→ **Task description**: Quote all of the entries word for word.

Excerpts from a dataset
================================
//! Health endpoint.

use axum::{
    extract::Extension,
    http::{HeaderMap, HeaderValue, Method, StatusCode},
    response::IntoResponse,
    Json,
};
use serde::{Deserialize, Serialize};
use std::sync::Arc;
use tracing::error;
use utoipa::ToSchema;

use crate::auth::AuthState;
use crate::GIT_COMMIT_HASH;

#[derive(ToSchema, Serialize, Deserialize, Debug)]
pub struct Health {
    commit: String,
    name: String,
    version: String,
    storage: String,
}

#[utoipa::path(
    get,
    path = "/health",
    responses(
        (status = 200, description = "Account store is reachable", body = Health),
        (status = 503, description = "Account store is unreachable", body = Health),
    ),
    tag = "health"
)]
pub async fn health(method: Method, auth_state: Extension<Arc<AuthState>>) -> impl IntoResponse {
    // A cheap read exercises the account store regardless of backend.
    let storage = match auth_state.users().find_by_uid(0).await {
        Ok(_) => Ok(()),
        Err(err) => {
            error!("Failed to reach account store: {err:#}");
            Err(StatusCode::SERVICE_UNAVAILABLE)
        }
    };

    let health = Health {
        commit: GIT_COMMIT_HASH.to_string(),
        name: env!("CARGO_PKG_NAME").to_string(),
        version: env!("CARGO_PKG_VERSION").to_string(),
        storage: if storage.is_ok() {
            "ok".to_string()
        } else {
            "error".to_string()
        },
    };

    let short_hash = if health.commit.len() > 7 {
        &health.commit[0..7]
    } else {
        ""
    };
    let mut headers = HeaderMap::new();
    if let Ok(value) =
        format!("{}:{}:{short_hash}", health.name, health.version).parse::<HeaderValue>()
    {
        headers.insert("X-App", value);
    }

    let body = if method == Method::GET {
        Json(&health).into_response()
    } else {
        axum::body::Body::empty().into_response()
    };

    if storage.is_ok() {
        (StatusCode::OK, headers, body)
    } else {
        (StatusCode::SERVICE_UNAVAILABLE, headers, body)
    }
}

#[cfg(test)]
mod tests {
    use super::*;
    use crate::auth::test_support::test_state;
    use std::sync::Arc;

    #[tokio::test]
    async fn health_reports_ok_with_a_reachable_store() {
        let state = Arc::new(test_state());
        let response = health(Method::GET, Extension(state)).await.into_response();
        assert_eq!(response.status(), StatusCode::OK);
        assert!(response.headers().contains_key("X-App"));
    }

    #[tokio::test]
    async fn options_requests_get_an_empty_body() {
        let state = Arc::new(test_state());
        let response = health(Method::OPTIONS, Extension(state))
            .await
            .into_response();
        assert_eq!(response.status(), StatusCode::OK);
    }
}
================================
→ **Solution for this task**:
//! Health endpoint.

use axum::{
    extract::Extension,
    http::{HeaderMap, HeaderValue, Method, StatusCode},
    response::IntoResponse,
    Json,
};
use serde::{Deserialize, Serialize};
use std::sync::Arc;
use tracing::error;
use utoipa::ToSchema;

use crate::auth::AuthState;
use crate::GIT_COMMIT_HASH;

#[derive(ToSchema, Serialize, Deserialize, Debug)]
pub struct Health {
    commit: String,
    name: String,
    version: String,
    storage: String,
}

#[utoipa::path(
    get,
    path = "/health",
    responses(
        (status = 200, description = "Account store is reachable", body = Health),
        (status = 503, description = "Account store is unreachable", body = Health),
    ),
    tag = "health"
)]
pub async fn health(method: Method, auth_state: Extension<Arc<AuthState>>) -> impl IntoResponse {
    // A cheap read exercises the account store regardless of backend.
    let storage = match auth_state.users().find_by_uid(0).await {
        Ok(_) => Ok(()),
        Err(err) => {
            error!("Failed to reach account store: {err:#}");
            Err(StatusCode::SERVICE_UNAVAILABLE)
        }
    };

    let health = Health {
        commit: GIT_COMMIT_HASH.to_string(),
        name: env!("CARGO_PKG_NAME").to_string(),
        version: env!("CARGO_PKG_VERSION").to_string(),
        storage: if storage.is_ok() {
            "ok".to_string()
        } else {
            "error".to_string()
        },
    };

    let short_hash = if health.commit.len() > 7 {
        &health.commit[0..7]
    } else {
        ""
    };
    let mut headers = HeaderMap::new();
    if let Ok(value) =
        format!("{}:{}:{short_hash}", health.name, health.version).parse::<HeaderValue>()
    {
        headers.insert("X-App", value);
    }

    let body = if method == Method::GET {
        Json(&health).into_response()
    } else {
        axum::body::Body::empty().into_response()
    };

    if storage.is_ok() {
        (StatusCode::OK, headers, body)
    } else {
        (StatusCode::SERVICE_UNAVAILABLE, headers, body)
    }
}

#[cfg(test)]
mod tests {
    use super::*;
    use crate::auth::test_support::test_state;
    use std::sync::Arc;

    #[tokio::test]
    async fn health_reports_ok_with_a_reachable_store() {
        let state = Arc::new(test_state());
        let response = health(Method::GET, Extension(state)).await.into_response();
        assert_eq!(response.status(), StatusCode::OK);
        assert!(response.headers().contains_key("X-App"));
    }

    #[tokio::test]
    async fn options_requests_get_an_empty_body() {
        let state = Arc::new(test_state());
        let response = health(Method::OPTIONS, Extension(state))
            .await
            .into_response();
        assert_eq!(response.status(), StatusCode::OK);
    }
}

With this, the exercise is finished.